//! Character domain entities.

pub mod model;

pub use model::Character;
//! Folder deletion strategies.

use std::fmt;
use std::str::FromStr;

use serde::{Deserialize, Serialize};

use grimoire_core::{AppError, FolderId};

/// How the contents of a folder are handled when it is deleted.
#[derive(Debug, Clone, Copy, PartialEq, Eq, Hash, Serialize, Deserialize)]
#[serde(rename_all = "kebab-case")]
pub enum DeletionStrategy {
    /// Refuse unless the folder has no spells and no subfolders.
    EmptyOnly,
    /// Hand direct subfolders and spells to the parent, then delete.
    MoveToParent,
    /// Delete the whole subtree and every spell inside it.
    Recursive,
}

impl DeletionStrategy {
    /// Return the strategy as its wire string.
    pub fn as_str(&self) -> &'static str {
        match self {
            Self::EmptyOnly => "empty-only",
            Self::MoveToParent => "move-to-parent",
            Self::Recursive => "recursive",
        }
    }
}

impl fmt::Display for DeletionStrategy {
    fn fmt(&self, f: &mut fmt::Formatter<'_>) -> fmt::Result {
        write!(f, "{}", self.as_str())
    }
}

impl FromStr for DeletionStrategy {
    type Err = AppError;

    fn from_str(s: &str) -> Result<Self, Self::Err> {
        match s.trim().to_lowercase().as_str() {
            "empty-only" => Ok(Self::EmptyOnly),
            "move-to-parent" => Ok(Self::MoveToParent),
            "recursive" => Ok(Self::Recursive),
            _ => Err(AppError::validation(format!(
                "Invalid deletion strategy: '{s}'. Expected one of: empty-only, move-to-parent, recursive"
            ))),
        }
    }
}

/// What a folder deletion did.
#[derive(Debug, Clone, PartialEq, Eq, Serialize, Deserialize)]
pub struct DeletionOutcome {
    /// The deleted folder.
    pub folder_id: FolderId,
    /// The strategy that was applied.
    pub strategy: DeletionStrategy,
    /// Folders removed, including the target.
    pub folders_removed: u64,
    /// Spells removed along with the folders.
    pub spells_removed: u64,
    /// Subfolders handed to the parent.
    pub folders_reparented: u64,
    /// Spells handed to the parent.
    pub spells_reparented: u64,
}

#[cfg(test)]
mod tests {
    use grimoire_core::ErrorKind;

    use super::*;

    #[test]
    fn test_from_str() {
        assert_eq!(
            "empty-only".parse::<DeletionStrategy>().unwrap(),
            DeletionStrategy::EmptyOnly
        );
        assert_eq!(
            "Move-To-Parent".parse::<DeletionStrategy>().unwrap(),
            DeletionStrategy::MoveToParent
        );
        assert_eq!(
            "recursive".parse::<DeletionStrategy>().unwrap(),
            DeletionStrategy::Recursive
        );
    }

    #[test]
    fn test_unknown_strategy_is_validation() {
        let err = "shred".parse::<DeletionStrategy>().unwrap_err();
        assert_eq!(err.kind, ErrorKind::Validation);
        assert!(err.message.contains("shred"));
    }

    #[test]
    fn test_serde_uses_kebab_case() {
        let json = serde_json::to_string(&DeletionStrategy::MoveToParent).unwrap();
        assert_eq!(json, "\"move-to-parent\"");
    }
}
//! Logging configuration.

use serde::{Deserialize, Serialize};

/// Logging and tracing configuration.
#[derive(Debug, Clone, Serialize, Deserialize)]
pub struct LoggingConfig {
    /// Log level or filter directive: `"info"`, `"grimoire_service=debug"`, ...
    #[serde(default = "default_level")]
    pub level: String,
    /// Log format: `"json"` or `"pretty"`.
    #[serde(default = "default_format")]
    pub format: String,
}

impl Default for LoggingConfig {
    fn default() -> Self {
        Self {
            level: default_level(),
            format: default_format(),
        }
    }
}

fn default_level() -> String {
    "info".to_string()
}

fn default_format() -> String {
    "pretty".to_string()
}
//! Input shape checks shared by the services.

use grimoire_core::{AppError, AppResult};
use grimoire_entity::folder::model::PATH_SEPARATORS;

/// Validate a folder name and return it trimmed.
pub fn validate_folder_name(name: &str) -> AppResult<&str> {
    let trimmed = name.trim();
    if trimmed.is_empty() {
        return Err(AppError::validation("Folder name cannot be empty"));
    }
    if let Some(sep) = trimmed.chars().find(|c| PATH_SEPARATORS.contains(c)) {
        return Err(AppError::validation(format!(
            "Folder name '{trimmed}' cannot contain '{sep}'"
        )));
    }
    Ok(trimmed)
}

/// Split a slash-separated folder path into trimmed, non-empty segments.
pub fn split_path(path: &str) -> Vec<String> {
    path.split('/')
        .map(str::trim)
        .filter(|segment| !segment.is_empty())
        .map(str::to_string)
        .collect()
}

#[cfg(test)]
mod tests {
    use grimoire_core::ErrorKind;

    use super::*;

    #[test]
    fn test_name_is_trimmed() {
        assert_eq!(validate_folder_name("  Elementalism ").unwrap(), "Elementalism");
    }

    #[test]
    fn test_blank_name_rejected() {
        assert_eq!(
            validate_folder_name("   ").unwrap_err().kind,
            ErrorKind::Validation
        );
        assert!(validate_folder_name("").is_err());
    }

    #[test]
    fn test_separators_rejected() {
        assert!(validate_folder_name("Fire/Bolts").is_err());
        assert!(validate_folder_name("Fire\\Bolts").is_err());
        assert!(validate_folder_name("Fire-Bolts").is_ok());
    }

    #[test]
    fn test_split_path() {
        assert_eq!(split_path("/Fire/ Bolts /"), vec!["Fire", "Bolts"]);
        assert!(split_path("/").is_empty());
        assert!(split_path("").is_empty());
    }
}
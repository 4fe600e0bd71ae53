//! Spell repository implementation.

use std::collections::HashMap;

use async_trait::async_trait;
use sqlx::PgPool;

use grimoire_core::result::AppResult;
use grimoire_core::{FolderId, SpellId};
use grimoire_entity::Spell;

use super::read_error;
use crate::repositories::SpellRepository;

/// Repository for spell lookups and refiling.
#[derive(Debug, Clone)]
pub struct PgSpellRepository {
    pool: PgPool,
}

impl PgSpellRepository {
    /// Create a new spell repository.
    pub fn new(pool: PgPool) -> Self {
        Self { pool }
    }
}

#[async_trait]
impl SpellRepository for PgSpellRepository {
    async fn find_by_id(&self, id: SpellId) -> AppResult<Option<Spell>> {
        sqlx::query_as::<_, Spell>("SELECT * FROM spells WHERE id = $1")
            .bind(id)
            .fetch_optional(&self.pool)
            .await
            .map_err(read_error("Failed to find spell"))
    }

    async fn find_by_ids(&self, ids: &[SpellId]) -> AppResult<Vec<Spell>> {
        if ids.is_empty() {
            return Ok(Vec::new());
        }

        sqlx::query_as::<_, Spell>("SELECT * FROM spells WHERE id = ANY($1) ORDER BY name ASC")
            .bind(ids)
            .fetch_all(&self.pool)
            .await
            .map_err(read_error("Failed to find spells"))
    }

    async fn find_by_folder_id(&self, folder_id: FolderId) -> AppResult<Vec<Spell>> {
        sqlx::query_as::<_, Spell>("SELECT * FROM spells WHERE folder_id = $1 ORDER BY name ASC")
            .bind(folder_id)
            .fetch_all(&self.pool)
            .await
            .map_err(read_error("Failed to list spells in folder"))
    }

    async fn move_spells_to_folder(&self, from: FolderId, to: FolderId) -> AppResult<u64> {
        let result = sqlx::query("UPDATE spells SET folder_id = $2 WHERE folder_id = $1")
            .bind(from)
            .bind(to)
            .execute(&self.pool)
            .await
            .map_err(read_error("Failed to move spells"))?;
        Ok(result.rows_affected())
    }

    async fn count_by_folders(
        &self,
        folder_ids: &[FolderId],
    ) -> AppResult<HashMap<FolderId, u64>> {
        if folder_ids.is_empty() {
            return Ok(HashMap::new());
        }

        let rows: Vec<(FolderId, i64)> = sqlx::query_as(
            "SELECT folder_id, COUNT(*) FROM spells WHERE folder_id = ANY($1) GROUP BY folder_id",
        )
        .bind(folder_ids)
        .fetch_all(&self.pool)
        .await
        .map_err(read_error("Failed to count spells per folder"))?;

        Ok(rows
            .into_iter()
            .map(|(folder_id, count)| (folder_id, count as u64))
            .collect())
    }
}
//! Application configuration schemas.
//!
//! All configuration structs are deserialized via the `config` crate from
//! TOML files and `GRIMOIRE__`-prefixed environment variables.

pub mod database;
pub mod logging;

use serde::{Deserialize, Serialize};

pub use self::database::DatabaseConfig;
pub use self::logging::LoggingConfig;

use crate::error::AppError;

/// Root application configuration.
#[derive(Debug, Clone, Serialize, Deserialize)]
pub struct AppConfig {
    /// Database connection settings.
    pub database: DatabaseConfig,
    /// Logging settings.
    #[serde(default)]
    pub logging: LoggingConfig,
}

impl AppConfig {
    /// Load configuration from TOML files.
    ///
    /// Merges `config/default` with an environment-specific overlay
    /// (`config/{env}`) and environment variables prefixed with `GRIMOIRE__`.
    pub fn load(env: &str) -> Result<Self, AppError> {
        let config = config::Config::builder()
            .add_source(config::File::with_name("config/default").required(false))
            .add_source(config::File::with_name(&format!("config/{env}")).required(false))
            .add_source(
                config::Environment::with_prefix("GRIMOIRE")
                    .separator("__")
                    .try_parsing(true),
            )
            .build()
            .map_err(|e| AppError::configuration(format!("Failed to build config: {e}")))?;

        config
            .try_deserialize()
            .map_err(|e| AppError::configuration(format!("Failed to deserialize config: {e}")))
    }

    /// Load configuration from an explicit file path, still honouring
    /// `GRIMOIRE__` environment overrides.
    pub fn load_file(path: &str) -> Result<Self, AppError> {
        let config = config::Config::builder()
            .add_source(config::File::with_name(path).required(true))
            .add_source(
                config::Environment::with_prefix("GRIMOIRE")
                    .separator("__")
                    .try_parsing(true),
            )
            .build()?;

        Ok(config.try_deserialize()?)
    }
}

#[cfg(test)]
mod tests {
    use super::*;

    #[test]
    fn test_defaults_fill_missing_sections() {
        let raw = r#"{ "database": { "url": "postgres://localhost/grimoire" } }"#;
        let config: AppConfig = serde_json::from_str(raw).expect("deserialize");
        assert_eq!(config.database.max_connections, 10);
        assert_eq!(config.logging.level, "info");
        assert_eq!(config.logging.format, "pretty");
    }
}
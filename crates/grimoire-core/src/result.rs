//! Convenience result type alias for Grimoire.

use crate::error::AppError;

/// A specialized `Result` type for Grimoire operations.
pub type AppResult<T> = Result<T, AppError>;
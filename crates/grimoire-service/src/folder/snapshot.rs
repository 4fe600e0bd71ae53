//! In-memory view of the whole folder hierarchy.
//!
//! Structural checks (cycles, descendants, sibling names) run against one
//! snapshot loaded with a single `list_all` call, so a decision never mixes
//! two states of the tree.

use std::collections::HashMap;

use grimoire_core::{AppError, AppResult, FolderId};
use grimoire_database::FolderRepository;
use grimoire_entity::Folder;

/// A consistent, read-only copy of every folder.
#[derive(Debug, Clone)]
pub struct FolderSnapshot {
    folders: HashMap<FolderId, Folder>,
    children: HashMap<FolderId, Vec<FolderId>>,
}

impl FolderSnapshot {
    /// Build a snapshot from a flat folder list.
    pub fn new(folders: Vec<Folder>) -> Self {
        let mut children: HashMap<FolderId, Vec<FolderId>> = HashMap::new();
        for folder in &folders {
            if let Some(parent_id) = folder.parent_id {
                children.entry(parent_id).or_default().push(folder.id);
            }
        }

        let folders: HashMap<FolderId, Folder> =
            folders.into_iter().map(|f| (f.id, f)).collect();

        for ids in children.values_mut() {
            ids.sort_by(|a, b| folders[a].name.cmp(&folders[b].name));
        }

        Self { folders, children }
    }

    /// Load a snapshot through the repository.
    pub async fn load(repo: &dyn FolderRepository) -> AppResult<Self> {
        Ok(Self::new(repo.list_all().await?))
    }

    /// Look up a folder.
    pub fn get(&self, id: FolderId) -> Option<&Folder> {
        self.folders.get(&id)
    }

    /// Look up a folder, failing with `NotFound`.
    pub fn require(&self, id: FolderId) -> AppResult<&Folder> {
        self.get(id)
            .ok_or_else(|| AppError::not_found(format!("Folder {id} not found")))
    }

    /// Direct children of a folder, ordered by name.
    pub fn children(&self, id: FolderId) -> impl Iterator<Item = &Folder> {
        self.children
            .get(&id)
            .into_iter()
            .flatten()
            .filter_map(|child| self.folders.get(child))
    }

    /// The child of `parent_id` called `name`, ignoring `except`.
    pub fn sibling_named(
        &self,
        parent_id: FolderId,
        name: &str,
        except: Option<FolderId>,
    ) -> Option<&Folder> {
        self.children(parent_id)
            .find(|f| f.name == name && Some(f.id) != except)
    }

    /// Every descendant of `id` in breadth-first order, excluding `id`.
    pub fn descendants(&self, id: FolderId) -> Vec<FolderId> {
        let mut out = Vec::new();
        let mut cursor = 0;
        out.extend(self.children(id).map(|f| f.id));
        while cursor < out.len() {
            let current = out[cursor];
            cursor += 1;
            out.extend(self.children(current).map(|f| f.id));
        }
        out
    }

    /// Whether `ancestor` is `id` itself or lies on the chain from `id` up
    /// to the root.
    ///
    /// Fails with an internal error if the stored parent links are broken
    /// (dangling parent or a pre-existing loop).
    pub fn is_self_or_ancestor(&self, ancestor: FolderId, id: FolderId) -> AppResult<bool> {
        let mut current = id;
        for _ in 0..=self.folders.len() {
            if current == ancestor {
                return Ok(true);
            }
            let folder = self.folders.get(&current).ok_or_else(|| {
                AppError::internal(format!("Folder {current} references a missing parent"))
            })?;
            match folder.parent_id {
                Some(parent_id) => current = parent_id,
                None => return Ok(false),
            }
        }
        Err(AppError::internal(format!(
            "Folder hierarchy above {id} contains a cycle"
        )))
    }

    /// Folders from the root down to `id`, inclusive.
    pub fn path_to(&self, id: FolderId) -> AppResult<Vec<&Folder>> {
        let mut chain = Vec::new();
        let mut current = Some(id);
        while let Some(folder_id) = current {
            if chain.len() > self.folders.len() {
                return Err(AppError::internal(format!(
                    "Folder hierarchy above {id} contains a cycle"
                )));
            }
            let folder = self.require(folder_id)?;
            chain.push(folder);
            current = folder.parent_id;
        }
        chain.reverse();
        Ok(chain)
    }
}

#[cfg(test)]
mod tests {
    use chrono::Utc;
    use grimoire_core::ErrorKind;

    use super::*;

    fn folder(id: i64, name: &str, parent: Option<i64>) -> Folder {
        Folder {
            id: FolderId(id),
            name: name.to_string(),
            parent_id: parent.map(FolderId),
            created_at: Utc::now(),
        }
    }

    fn sample() -> FolderSnapshot {
        FolderSnapshot::new(vec![
            folder(1, "root", None),
            folder(2, "Fire", Some(1)),
            folder(3, "Bolts", Some(2)),
            folder(4, "Walls", Some(2)),
            folder(5, "Water", Some(1)),
            folder(6, "Lances", Some(3)),
        ])
    }

    #[test]
    fn test_children_sorted_by_name() {
        let snapshot = sample();
        let names: Vec<&str> = snapshot
            .children(FolderId(2))
            .map(|f| f.name.as_str())
            .collect();
        assert_eq!(names, vec!["Bolts", "Walls"]);
    }

    #[test]
    fn test_descendants() {
        let snapshot = sample();
        let mut ids = snapshot.descendants(FolderId(2));
        ids.sort();
        assert_eq!(ids, vec![FolderId(3), FolderId(4), FolderId(6)]);
        assert!(snapshot.descendants(FolderId(6)).is_empty());
    }

    #[test]
    fn test_is_self_or_ancestor() {
        let snapshot = sample();
        assert!(snapshot.is_self_or_ancestor(FolderId(2), FolderId(6)).unwrap());
        assert!(snapshot.is_self_or_ancestor(FolderId(6), FolderId(6)).unwrap());
        assert!(!snapshot.is_self_or_ancestor(FolderId(5), FolderId(6)).unwrap());
        assert!(!snapshot.is_self_or_ancestor(FolderId(3), FolderId(2)).unwrap());
    }

    #[test]
    fn test_corrupt_loop_is_reported() {
        let snapshot = FolderSnapshot::new(vec![
            folder(1, "root", None),
            folder(2, "A", Some(3)),
            folder(3, "B", Some(2)),
        ]);
        let err = snapshot
            .is_self_or_ancestor(FolderId(1), FolderId(2))
            .unwrap_err();
        assert_eq!(err.kind, ErrorKind::Internal);
    }

    #[test]
    fn test_sibling_named_excludes_self() {
        let snapshot = sample();
        assert!(snapshot.sibling_named(FolderId(2), "Bolts", None).is_some());
        assert!(
            snapshot
                .sibling_named(FolderId(2), "Bolts", Some(FolderId(3)))
                .is_none()
        );
    }

    #[test]
    fn test_path_to() {
        let snapshot = sample();
        let names: Vec<&str> = snapshot
            .path_to(FolderId(6))
            .unwrap()
            .iter()
            .map(|f| f.name.as_str())
            .collect();
        assert_eq!(names, vec!["root", "Fire", "Bolts", "Lances"]);
        assert_eq!(
            snapshot.path_to(FolderId(99)).unwrap_err().kind,
            ErrorKind::NotFound
        );
    }
}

··········

#### [Assignment]
In the listing above, find the line with "pub mod logging;" and the line with "#[serde(default)]", then print exactly those two lines and every line between them, and nothing more.

#### [Result]
pub mod logging;

use serde::{Deserialize, Serialize};

pub use self::database::DatabaseConfig;
pub use self::logging::LoggingConfig;

use crate::error::AppError;

/// Root application configuration.
#[derive(Debug, Clone, Serialize, Deserialize)]
pub struct AppConfig {
    /// Database connection settings.
    pub database: DatabaseConfig,
    /// Logging settings.
    #[serde(default)]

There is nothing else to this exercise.